**YOUR TASK**
Every entry must appear in the output exactly as it does here.
________________________________________
//! ABOUTME: Ingestion Stage (C8): downloads the source and converts it to a ZIP bundle

use docflow_converter::DocumentConverter;
use docflow_core::{DocumentKind, PipelineError, PipelineState};
use std::sync::Arc;

#[tracing::instrument(skip(state, converter), fields(job_id = %state.job_id))]
pub async fn run(
    state: &mut PipelineState,
    converter: &Arc<dyn DocumentConverter>,
) -> Result<(), PipelineError> {
    if state.kind == DocumentKind::Unknown {
        return Err(PipelineError::UnknownKind {
            reference: state.source_ref.clone(),
        });
    }

    let is_retry = state.validation_attempts > 0 && state.source_file_path.is_some();

    let source_path = if is_retry {
        state
            .source_file_path
            .clone()
            .expect("checked above: is_retry implies source_file_path is set")
    } else {
        let filename = state
            .filename
            .clone()
            .unwrap_or_else(|| format!("{}-source", state.job_id));
        let path = converter
            .download_to_temp(&state.source_ref, &filename)
            .await
            .map_err(|e| {
                state.error_message = Some(e.to_string());
                e
            })?;
        state.source_file_path = Some(path.clone());
        path
    };

    let job_id = state.job_id.to_string();
    match converter
        .convert_file_to_zip(&source_path, state.kind, &job_id, &state.docling_options)
        .await
    {
        Ok(response) => {
            state.output_zip_path = Some(response.zip_path);
            Ok(())
        }
        Err(err) => {
            state.error_message = Some(err.to_string());
            Err(err)
        }
    }
}

#[cfg(test)]
mod tests {
    use super::*;
    use async_trait::async_trait;
    use docflow_converter::{ConvertByUrlResponse, ConvertToZipResponse};
    use docflow_core::document::DocumentKind;
    use docflow_core::{ConverterOptions, JobId};
    use std::path::{Path, PathBuf};
    use std::sync::atomic::{AtomicUsize, Ordering};
    use std::time::Duration;

    struct FakeConverter {
        convert_calls: AtomicUsize,
    }

    #[async_trait]
    impl DocumentConverter for FakeConverter {
        async fn convert_by_url(
            &self,
            _url: &str,
            _kind: DocumentKind,
            _options: &ConverterOptions,
        ) -> Result<ConvertByUrlResponse, PipelineError> {
            unimplemented!("ingestion only uses file-to-zip mode")
        }

        async fn convert_file_to_zip(
            &self,
            _local_path: &Path,
            _kind: DocumentKind,
            _job_id: &str,
            _options: &ConverterOptions,
        ) -> Result<ConvertToZipResponse, PipelineError> {
            self.convert_calls.fetch_add(1, Ordering::SeqCst);
            Ok(ConvertToZipResponse {
                zip_path: PathBuf::from("/tmp/fake/output.zip"),
                elapsed: Duration::from_millis(1),
            })
        }

        async fn download_to_temp(&self, _url: &str, filename: &str) -> Result<PathBuf, PipelineError> {
            Ok(PathBuf::from(format!("/tmp/fake/{filename}")))
        }

        async fn cleanup_temp_file(&self, _path: &Path) {}
    }

    #[tokio::test]
    async fn first_attempt_downloads_then_converts() {
        let converter: Arc<dyn DocumentConverter> = Arc::new(FakeConverter {
            convert_calls: AtomicUsize::new(0),
        });
        let mut state = PipelineState::new(JobId::new(), "user-1", "https://host/doc.pdf");

        run(&mut state, &converter).await.unwrap();

        assert!(state.source_file_path.is_some());
        assert!(state.output_zip_path.is_some());
    }

    #[tokio::test]
    async fn unknown_kind_skips_conversion_entirely() {
        let converter: Arc<dyn DocumentConverter> = Arc::new(FakeConverter {
            convert_calls: AtomicUsize::new(0),
        });
        let mut state = PipelineState::new(JobId::new(), "user-1", "https://host/file.unknown");

        let err = run(&mut state, &converter).await.unwrap_err();

        assert!(matches!(err, PipelineError::UnknownKind { .. }));
        assert!(state.source_file_path.is_none());
        assert!(state.output_zip_path.is_none());
    }

    #[tokio::test]
    async fn retry_reuses_existing_source_file_without_redownloading() {
        let converter: Arc<dyn DocumentConverter> = Arc::new(FakeConverter {
            convert_calls: AtomicUsize::new(0),
        });
        let mut state = PipelineState::new(JobId::new(), "user-1", "https://host/doc.pdf");
        state.validation_attempts = 1;
        state.source_file_path = Some(PathBuf::from("/tmp/fake/existing-source.pdf"));

        run(&mut state, &converter).await.unwrap();

        assert_eq!(
            state.source_file_path,
            Some(PathBuf::from("/tmp/fake/existing-source.pdf"))
        );
    }
}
________________________________________
**OUTPUT FOR THIS TASK**
//! ABOUTME: Ingestion Stage (C8): downloads the source and converts it to a ZIP bundle

use docflow_converter::DocumentConverter;
use docflow_core::{DocumentKind, PipelineError, PipelineState};
use std::sync::Arc;

#[tracing::instrument(skip(state, converter), fields(job_id = %state.job_id))]
pub async fn run(
    state: &mut PipelineState,
    converter: &Arc<dyn DocumentConverter>,
) -> Result<(), PipelineError> {
    if state.kind == DocumentKind::Unknown {
        return Err(PipelineError::UnknownKind {
            reference: state.source_ref.clone(),
        });
    }

    let is_retry = state.validation_attempts > 0 && state.source_file_path.is_some();

    let source_path = if is_retry {
        state
            .source_file_path
            .clone()
            .expect("checked above: is_retry implies source_file_path is set")
    } else {
        let filename = state
            .filename
            .clone()
            .unwrap_or_else(|| format!("{}-source", state.job_id));
        let path = converter
            .download_to_temp(&state.source_ref, &filename)
            .await
            .map_err(|e| {
                state.error_message = Some(e.to_string());
                e
            })?;
        state.source_file_path = Some(path.clone());
        path
    };

    let job_id = state.job_id.to_string();
    match converter
        .convert_file_to_zip(&source_path, state.kind, &job_id, &state.docling_options)
        .await
    {
        Ok(response) => {
            state.output_zip_path = Some(response.zip_path);
            Ok(())
        }
        Err(err) => {
            state.error_message = Some(err.to_string());
            Err(err)
        }
    }
}

#[cfg(test)]
mod tests {
    use super::*;
    use async_trait::async_trait;
    use docflow_converter::{ConvertByUrlResponse, ConvertToZipResponse};
    use docflow_core::document::DocumentKind;
    use docflow_core::{ConverterOptions, JobId};
    use std::path::{Path, PathBuf};
    use std::sync::atomic::{AtomicUsize, Ordering};
    use std::time::Duration;

    struct FakeConverter {
        convert_calls: AtomicUsize,
    }

    #[async_trait]
    impl DocumentConverter for FakeConverter {
        async fn convert_by_url(
            &self,
            _url: &str,
            _kind: DocumentKind,
            _options: &ConverterOptions,
        ) -> Result<ConvertByUrlResponse, PipelineError> {
            unimplemented!("ingestion only uses file-to-zip mode")
        }

        async fn convert_file_to_zip(
            &self,
            _local_path: &Path,
            _kind: DocumentKind,
            _job_id: &str,
            _options: &ConverterOptions,
        ) -> Result<ConvertToZipResponse, PipelineError> {
            self.convert_calls.fetch_add(1, Ordering::SeqCst);
            Ok(ConvertToZipResponse {
                zip_path: PathBuf::from("/tmp/fake/output.zip"),
                elapsed: Duration::from_millis(1),
            })
        }

        async fn download_to_temp(&self, _url: &str, filename: &str) -> Result<PathBuf, PipelineError> {
            Ok(PathBuf::from(format!("/tmp/fake/{filename}")))
        }

        async fn cleanup_temp_file(&self, _path: &Path) {}
    }

    #[tokio::test]
    async fn first_attempt_downloads_then_converts() {
        let converter: Arc<dyn DocumentConverter> = Arc::new(FakeConverter {
            convert_calls: AtomicUsize::new(0),
        });
        let mut state = PipelineState::new(JobId::new(), "user-1", "https://host/doc.pdf");

        run(&mut state, &converter).await.unwrap();

        assert!(state.source_file_path.is_some());
        assert!(state.output_zip_path.is_some());
    }

    #[tokio::test]
    async fn unknown_kind_skips_conversion_entirely() {
        let converter: Arc<dyn DocumentConverter> = Arc::new(FakeConverter {
            convert_calls: AtomicUsize::new(0),
        });
        let mut state = PipelineState::new(JobId::new(), "user-1", "https://host/file.unknown");

        let err = run(&mut state, &converter).await.unwrap_err();

        assert!(matches!(err, PipelineError::UnknownKind { .. }));
        assert!(state.source_file_path.is_none());
        assert!(state.output_zip_path.is_none());
    }

    #[tokio::test]
    async fn retry_reuses_existing_source_file_without_redownloading() {
        let converter: Arc<dyn DocumentConverter> = Arc::new(FakeConverter {
            convert_calls: AtomicUsize::new(0),
        });
        let mut state = PipelineState::new(JobId::new(), "user-1", "https://host/doc.pdf");
        state.validation_attempts = 1;
        state.source_file_path = Some(PathBuf::from("/tmp/fake/existing-source.pdf"));

        run(&mut state, &converter).await.unwrap();

        assert_eq!(
            state.source_file_path,
            Some(PathBuf::from("/tmp/fake/existing-source.pdf"))
        );
    }
}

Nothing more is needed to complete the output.